Assignment
In the lines below, the string "StorageError" may appear; say how many lines hold it and give nothing more.

Stored data

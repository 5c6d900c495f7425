use murmur_storage::StorageError;
use snafu::Snafu;

use crate::message::{MessageKey, MessageStatus};

#[derive(Debug, Snafu)]
#[snafu(visibility(pub(crate)))]
pub enum ChatError {
    #[snafu(display("refusing to send an empty message"))]
    EmptyMessage { stage: &'static str },
    #[snafu(display("a response is still streaming; wait for it to finish"))]
    StreamInFlight { stage: &'static str },
    #[snafu(display("message status cannot move from {from:?} to {to:?}"))]
    IllegalTransition {
        stage: &'static str,
        from: MessageStatus,
        to: MessageStatus,
    },
    #[snafu(display("message {key} is not in the current view"))]
    MessageNotFound {
        stage: &'static str,
        key: MessageKey,
    },
    #[snafu(display("message {key} is still {status:?} and cannot be removed"))]
    MessageNotTerminal {
        stage: &'static str,
        key: MessageKey,
        status: MessageStatus,
    },
    #[snafu(display("conversation '{id}' does not exist or was deleted"))]
    ConversationUnavailable { stage: &'static str, id: String },
    #[snafu(display("storage call failed on `{stage}`: {source}"))]
    Storage {
        stage: &'static str,
        source: StorageError,
    },
}

impl ChatError {
    pub fn stage(&self) -> &'static str {
        match self {
            Self::EmptyMessage { stage }
            | Self::StreamInFlight { stage }
            | Self::IllegalTransition { stage, .. }
            | Self::MessageNotFound { stage, .. }
            | Self::MessageNotTerminal { stage, .. }
            | Self::ConversationUnavailable { stage, .. }
            | Self::Storage { stage, .. } => stage,
        }
    }

    /// True for errors that reject a request without touching any state.
    pub fn is_rejection(&self) -> bool {
        matches!(
            self,
            Self::EmptyMessage { .. } | Self::StreamInFlight { .. }
        )
    }
}

pub type ChatResult<T> = Result<T, ChatError>;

Task output
2